Sunday, March 22, 2009

Mike Spalding - One Tough Cookie

Courtesy of WOWSA, Huntington Beach, California.

To the best of our knowledge, Maui resident Mike Spalding was the first channel swimmer in recent memory to have been attacked by a shark, although many swimmers from Catalina Island to the Caribbean have been approached by sharks on their solo efforts.

Spalding, a well-known ocean swimmer from Hawaii, had to halt his 30-mile Alenuihaha Channel crossing from the Big Island of Hawaii to the island of Maui about 4.5 hours and 11 miles into his swim.

What is even more scary about the attack is that Mike was hit at 8:00 pm. 15 seconds after feeling a sharp pain on his chest, Mike received a 3″ diameter, 1″ deep wound on the back of his left leg, reportedly caused by a cookie cutter shark (see photo of alien-looking creature).

Spalding had recently been inducted into the Hawaii Swimming Hall of Fame for his seven channel swims between Hawaiian Islands. His attempt of the Alenuihaha Channel was his more difficult one - between the northern tip of the Big Island and the southeast shore of Maui.

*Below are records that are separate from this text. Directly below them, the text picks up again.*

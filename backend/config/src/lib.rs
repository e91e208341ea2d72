//! `forumlink-config`: ForumLink runtime configuration management.
//!
//! Provides:
//! - Typed config schema (forum credentials, cache, gateway, logging)
//! - YAML loading with `${ENV_VAR}` substitution
//! - Environment overrides for container deployments
//! - Default value application and validation
//! - Config redaction for safe logging/display

pub mod defaults;
pub mod env;
pub mod io;
pub mod redact;
pub mod schema;
pub mod settings;
pub mod validation;

pub use defaults::apply_all_defaults;
pub use env::{apply_env_overrides, resolve_env_vars, resolve_env_vars_with, MissingEnvVarError};
pub use io::{config_dir, config_file_path, load_config};
pub use redact::{redact, redacted_config};
pub use schema::ForumLinkConfig;
pub use settings::ForumSettings;
pub use validation::{validate, ConfigValidationError, ValidationReport};

use anyhow::Context;
use forumlink_core::ForumError;
use serde_json::Value;
use std::path::Path;

/// Load, substitute env vars, apply overrides and defaults, and validate.
///
/// This is the main entry point for loading a config at runtime. Any failure
/// is a [`ForumError::Configuration`]: the process cannot serve without it.
pub async fn load_and_prepare(path: Option<&Path>) -> Result<ForumLinkConfig, ForumError> {
    let default_path;
    let path = match path {
        Some(p) => p,
        None => {
            default_path = config_file_path(&config_dir());
            default_path.as_path()
        }
    };

    prepare(path)
        .await
        .map_err(|e| ForumError::Configuration(format!("{e:#}")))
}

async fn prepare(path: &Path) -> anyhow::Result<ForumLinkConfig> {
    let raw_config = load_config(path).await?;

    let value: Value =
        serde_json::to_value(&raw_config).context("Failed to serialize config for processing")?;
    let value = resolve_env_vars(&value).context("Failed to resolve env vars in config")?;
    let config: ForumLinkConfig =
        serde_json::from_value(value).context("Failed to deserialize config after processing")?;

    let config = apply_all_defaults(apply_env_overrides(config));

    let report = validate(&config);
    for warning in &report.warnings {
        tracing::warn!(path = %warning.path, message = %warning.message, "Config warning");
    }
    if !report.is_valid() {
        for error in &report.errors {
            tracing::error!(path = %error.path, message = %error.message, "Config error");
        }
        anyhow::bail!("invalid configuration: {}", report.summary());
    }

    Ok(config)
}

#[cfg(test)]
mod tests {
    use super::*;

    #[tokio::test]
    async fn invalid_file_is_configuration_error() {
        let dir = tempfile::tempdir().unwrap();
        let path = dir.path().join("config.yaml");
        tokio::fs::write(&path, "forum:\n  baseUrl: not-a-url\n  apiKey: k\n  apiUsername: u\n")
            .await
            .unwrap();

        let err = load_and_prepare(Some(&path)).await.unwrap_err();
        assert!(matches!(err, ForumError::Configuration(_)));
        assert!(err.to_string().contains("forum.baseUrl"));
    }
}
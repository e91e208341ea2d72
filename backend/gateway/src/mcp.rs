//! MCP method handling on top of a session agent.
//!
//! Both transports funnel every parsed request through [`handle_request`];
//! only the framing differs between them.

use forumlink_agent::{SessionAgent, operations};
use forumlink_core::{ForumError, OperationRequest, OperationResult};
use serde_json::{Value, json};
use tracing::debug;

use crate::rpc_protocol::{JsonRpcError, JsonRpcRequest, JsonRpcResponse};
use crate::session_registry::SharedAgent;

pub const PROTOCOL_VERSION: &str = "2025-03-26";
pub const SERVER_NAME: &str = "forumlink";
pub const SESSION_STATS_URI: &str = "forum://session/stats";

pub fn resource_uris() -> Vec<&'static str> {
    vec![SESSION_STATS_URI]
}

/// Run one request against a session. Returns `None` for notifications.
pub async fn handle_request(agent: &SharedAgent, request: JsonRpcRequest) -> Option<JsonRpcResponse> {
    debug!(method = %request.method, "JSON-RPC request");

    if request.is_notification() {
        // notifications/initialized and friends: nothing to answer
        return None;
    }
    let id = request.id.clone().unwrap_or_default();

    let outcome = match request.method.as_str() {
        "initialize" => Ok(initialize_result()),
        "ping" => Ok(json!({})),
        "tools/list" => Ok(tools_list()),
        "tools/call" => call_tool(agent, &request).await,
        "resources/list" => Ok(resources_list()),
        "resources/read" => read_resource(agent, &request).await,
        other => Err(JsonRpcError::method_not_found(other)),
    };

    Some(match outcome {
        Ok(result) => JsonRpcResponse::result(id, result),
        Err(error) => JsonRpcResponse::error(id, error),
    })
}

pub fn initialize_result() -> Value {
    json!({
        "protocolVersion": PROTOCOL_VERSION,
        "capabilities": {
            "tools": { "listChanged": false },
            "resources": { "listChanged": false },
        },
        "serverInfo": {
            "name": SERVER_NAME,
            "version": env!("CARGO_PKG_VERSION"),
        },
    })
}

fn tools_list() -> Value {
    let tools: Vec<Value> = operations().iter().map(|op| op.descriptor()).collect();
    json!({ "tools": tools })
}

fn resources_list() -> Value {
    json!({
        "resources": [{
            "uri": SESSION_STATS_URI,
            "name": "Session statistics",
            "description": "Request count, last request time and topic cache status for this session",
            "mimeType": "application/json",
        }]
    })
}

async fn call_tool(agent: &SharedAgent, request: &JsonRpcRequest) -> Result<Value, JsonRpcError> {
    let name = request
        .param("name")
        .and_then(Value::as_str)
        .ok_or_else(|| JsonRpcError::invalid_params("tools/call requires a string 'name'"))?;
    let arguments = request.param("arguments").cloned();

    let mut agent = agent.lock().await;
    let result = agent
        .call(OperationRequest::from_arguments(name, arguments))
        .await
        .map_err(rpc_error)?;
    Ok(tool_content(&result))
}

/// MCP tool result: pretty JSON as a single text block, flagged on failure.
pub fn tool_content(result: &OperationResult) -> Value {
    let text = serde_json::to_string_pretty(&result.to_json()).unwrap_or_default();
    let mut content = json!({
        "content": [{ "type": "text", "text": text }],
    });
    if result.is_error() {
        content["isError"] = json!(true);
    }
    content
}

async fn read_resource(agent: &SharedAgent, request: &JsonRpcRequest) -> Result<Value, JsonRpcError> {
    let uri = request
        .param("uri")
        .and_then(Value::as_str)
        .ok_or_else(|| JsonRpcError::invalid_params("resources/read requires a string 'uri'"))?;
    if uri != SESSION_STATS_URI {
        return Err(JsonRpcError::invalid_params(format!("Unknown resource: {uri}")));
    }

    let snapshot = snapshot_json(&*agent.lock().await)?;
    Ok(json!({
        "contents": [{
            "uri": SESSION_STATS_URI,
            "mimeType": "application/json",
            "text": snapshot,
        }]
    }))
}

fn snapshot_json(agent: &SessionAgent) -> Result<String, JsonRpcError> {
    serde_json::to_string_pretty(&agent.snapshot())
        .map_err(|e| JsonRpcError::internal_error(format!("Failed to serialize snapshot: {e}")))
}

fn rpc_error(err: ForumError) -> JsonRpcError {
    if err.is_request_error() {
        JsonRpcError::invalid_params(err.to_string())
    } else {
        JsonRpcError::internal_error(err.to_string())
    }
}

True to his nature and less than a day after Australian Penny Palfrey completed her attempt of the Alenuihaha Channel, Spalding immediately knew the consequences of the attack. "I got hit in the calf. It was such a disappointment because I knew the swim was over. I was bleeding profusely."

According to the Maui News, Spalding yelled in pain, quickly swimming over to his escort kayak in the pitch darkness. "I didn't see [the shark]. All I felt was the bite, and I got the hell out of the water as quick as I could." As his escort paddler Buddy McLean helped him get into the kayak, the kayak began to quickly fill with blood. Buddy used a VHF radio to call a nearby support boat for help. The boat and its crew picked up the men and tried to stop the bleeding. Pressure with a towel and an antibiotic were applied to the wound which was covered with gauze and secured with duct tape.

"It was pretty crazy. He got hit twice," said his paddler. "I couldn't see anything in the water, but [I knew] Spalding was in serious trouble because of the way he yelled."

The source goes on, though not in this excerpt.